V. H. (se unió a A. A. A los 76 años) (I)

 “Ya no me divertía tanto bebiendo a solas y en exceso, pero tenía miedo de dejarlo”

 

¿Qué podía haber pasado?, me pregunto. Era una mujer afortunada por tener una familia, amor y estar cubierta de atenciones. El tiempo ha pasado. Ahora soy una mujer vieja, última hoja de un árbol genealógico, afortunada por poder disfrutar el concepto Alcohólicos Anónimos de una feliz sobriedad y por tener el amor y las atenciones de mis compañeros. Fue un largo viaje.

Yo era la chica que bebía leche en los bares clandestinos donde todos bebían ginebra de fabricación casera en tazas de té. Molestos por verme pedir siempre leche en vaso, los chicos me dijeron una noche: “Si vuelves a tomar leche, te llevaremos a casa”. Por complacerles, tomé una copa de vino tinto, aunque no me gustó su sabor ni su efecto, pensando que, si eso era emborracharse, no me interesaba en lo más mínimo. No obstante, volví a probar y, con el tiempo, los efectos acabaron resultándome agradables. Durante aquella temporada sólo bebía los sábados por la noche y en cantidad escasa, pues con dos copas tenía suficiente para un buen rato.

[…] Se revocó la ley seca y comenzamos a frecuentar los bares de barrio los sábados por la noche. Era cuando cobraba vida. Por primera vez en mi vida probé la cerveza, aunque enseguida me resultó insuficiente y “descubrí” el whisky. Nos divertíamos muchísimo hablando y riendo, y echábamos monedas en la máquina de discos para bailar. Después comenzamos a acudir a clubs de la ciudad. Durante la semana, cuando sentía pasar las horas tan lentamente, me acordaba de lo divertidos que era los sábados por la noche, de lo viva que me sentía. […] Fue entonces cuando, en una oscura tarde de cielo encapotado, bebí a solas por primera vez. ¡Qué rápido pasaba el tiempo! Sin darme cuenta ya estaba anocheciendo y se acercaba la hora de cenar.
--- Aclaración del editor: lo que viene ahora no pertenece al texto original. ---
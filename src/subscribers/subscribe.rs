//! # Core subscriber trait
//!
//! `Subscribe` is the extension point for plugging custom event handlers into the
//! runtime. Each subscriber is driven by a dedicated worker loop fed by a bounded
//! queue that is owned by the [`SubscriberSet`](crate::subscribers::SubscriberSet).
//!
//! ## Contract
//! - Implementations may be slow (I/O, batching, retries); they do **not** block
//!   the publisher nor other subscribers.
//! - Each subscriber **declares** its preferred queue capacity via
//!   [`Subscribe::queue_capacity`]. If a queue overflows, events for that
//!   subscriber are **dropped**.

use async_trait::async_trait;

use crate::events::Event;

/// Contract for event subscribers.
///
/// Called from a subscriber-dedicated worker task. Implementations should avoid
/// blocking the async runtime.
#[async_trait]
pub trait Subscribe: Send + Sync + 'static {
    /// Handle a single event for this subscriber.
    async fn on_event(&self, event: &Event);

    /// Human-readable name (for logs).
    fn name(&self) -> &'static str {
        std::any::type_name::<Self>()
    }

    /// Preferred capacity of this subscriber's queue.
    fn queue_capacity(&self) -> usize {
        1024
    }
}
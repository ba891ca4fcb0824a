//! # OS termination signals.
//!
//! [`wait_for_shutdown_signal`] completes when the process receives a
//! termination signal. The supervisor itself never listens for signals; the
//! binary bridges this future to [`Supervisor::cancellation_token`](crate::Supervisor::cancellation_token).
//!
//! **Unix:** `SIGINT`, `SIGTERM`, `SIGQUIT`. **Elsewhere:** `Ctrl-C`.

/// Waits for a termination signal.
///
/// Returns `Err` if signal registration fails.
#[cfg(unix)]
pub async fn wait_for_shutdown_signal() -> std::io::Result<()> {
    use tokio::signal::unix::{SignalKind, signal};

    let mut sigint = signal(SignalKind::interrupt())?;
    let mut sigterm = signal(SignalKind::terminate())?;
    let mut sigquit = signal(SignalKind::quit())?;

    tokio::select! {
        _ = sigint.recv()  => {},
        _ = sigterm.recv() => {},
        _ = sigquit.recv() => {},
    }
    Ok(())
}

/// Waits for a termination signal.
///
/// Returns `Err` if signal registration fails.
#[cfg(not(unix))]
pub async fn wait_for_shutdown_signal() -> std::io::Result<()> {
    tokio::signal::ctrl_c().await
}
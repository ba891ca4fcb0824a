//! # Supervisor: validates, constructs and co-runs components.
//!
//! The [`Supervisor`] owns the event bus, a [`SubscriberSet`], the component
//! [`Catalog`] and the root [`CancellationToken`]. One launch goes through:
//!
//! ```text
//! Validating ──► Constructing ──► Running ──► Terminated(first outcome)
//!
//! serve(opts):
//!   Selection::resolve(registry, opts.components)   (no side effects before this)
//!   Config::load(opts.config)
//!   EmbeddedCoordinator::start(dir)                 (optional, fatal on error)
//!
//! construct (catalog order, fail fast):
//!   for (name, build) in catalog:
//!       skip unless selection.is_enabled(name)
//!       build(&BuildContext) ─► Err ─► close coordinator, return Construct error
//!   nothing built ─► close coordinator, return NoComponents
//!
//! supervise:
//!   outcome channel = mpsc(len)
//!   [coordinator] comp1 comp2 ... compN
//!        │          │     │         │
//!        └──────────┴─────┴─────────┴──► run_component(root) ─► send Outcome
//!
//!   first = outcomes.recv()                         (the only suspension point)
//!   publish ShutdownRequested, root.cancel()
//!   wait_all_with_grace(cfg.grace) ─► AllStoppedWithin | GraceExceeded (abort)
//!   return first.into_result()
//! ```
//!
//! - The first outcome is terminal whether it is a success or a failure.
//! - No retries: a failing component ends the process.
//! - A supervisor serves once; its root token stays cancelled afterwards.
//!
//! ## Example
//! ```rust
//! use servicevisor::{Catalog, BuildContext, ComponentError, ComponentFn, Config, Selection, Supervisor};
//! use tokio_util::sync::CancellationToken;
//!
//! #[tokio::main(flavor = "current_thread")]
//! async fn main() {
//!     let catalog = Catalog::new().with("oneshot", |_ctx: &BuildContext<'_>| {
//!         Ok(ComponentFn::boxed("oneshot", |_t: CancellationToken| async {
//!             Err(ComponentError::failed("port in use"))
//!         }))
//!     });
//!     let sup = Supervisor::builder(catalog).build();
//!
//!     let sel = Selection::resolve(sup.registry(), ["all"]).unwrap();
//!     let err = sup.launch(&sel, &Config::default(), None).await.unwrap_err();
//!     assert_eq!(err.to_string(), "component oneshot exited: port in use");
//! }
//! ```

use std::path::{Path, PathBuf};
use std::sync::Arc;

use tokio::{sync::mpsc, task::JoinSet};
use tokio_util::sync::CancellationToken;
use tracing::warn;
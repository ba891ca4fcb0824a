//! Runtime core: construction, supervision and shutdown.
//!
//! The public API from this module is [`Supervisor`] (with its builder and
//! [`SupervisorConfig`]) and [`wait_for_shutdown_signal`].
//!
//! Internal modules:
//! - [`runner`]: one execution path per component, reports its outcome;
//! - [`supervisor`]: validation, sequential construction, first-outcome wait;
//! - [`builder`]: wires bus, subscribers and the root token;
//! - [`shutdown`]: cross-platform shutdown signal handling.

mod builder;
mod config;
mod runner;
mod shutdown;
mod supervisor;

use std::any::Any;

pub use builder::SupervisorBuilder;
pub use config::SupervisorConfig;
pub use shutdown::wait_for_shutdown_signal;
pub use supervisor::{ServeOptions, Supervisor};

/// Extracts a readable message from a panic payload.
pub(crate) fn panic_message(payload: &(dyn Any + Send)) -> String {
    if let Some(msg) = payload.downcast_ref::<&'static str>() {
        (*msg).to_string()
    } else if let Some(msg) = payload.downcast_ref::<String>() {
        msg.clone()
    } else {
        "unknown panic".to_string()
    }
}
Al principio las resacas eran soportables y y aún era joven. Algo después ya empecé a despertarme sufriendo y comencé a tomar la copa de la mañana. Afligida por multitud de dolores, asistía a la consulta de un médico que, al fin, un día me diagnosticó: “Alcohólica”. Me quedé atónita y le pregunté: ¿Soy alcohólica? “Lo siento, pero sí”, me replicó y recomendó que me ingresaran en un sanatorio. Este fue el primero de muchos sanatorios. Allí hice amistad con una mujer que vivía en la misma ciudad que yo y que, cuando fuimos dadas de alta, venía a visitarme a casa y salíamos juntas a beber. ¡Estupenda recuperación!

Aquello acabó en un segundo ingreso, en un sanatorio que era un palacete de la zona norte de la ciudad, donde se aplicaba el tratamiento de “reflejo condicionado” a casos como el mío. Pero la nueva sensacion de rechazo al alcohol que ello me produjo no duró mucho tiempo.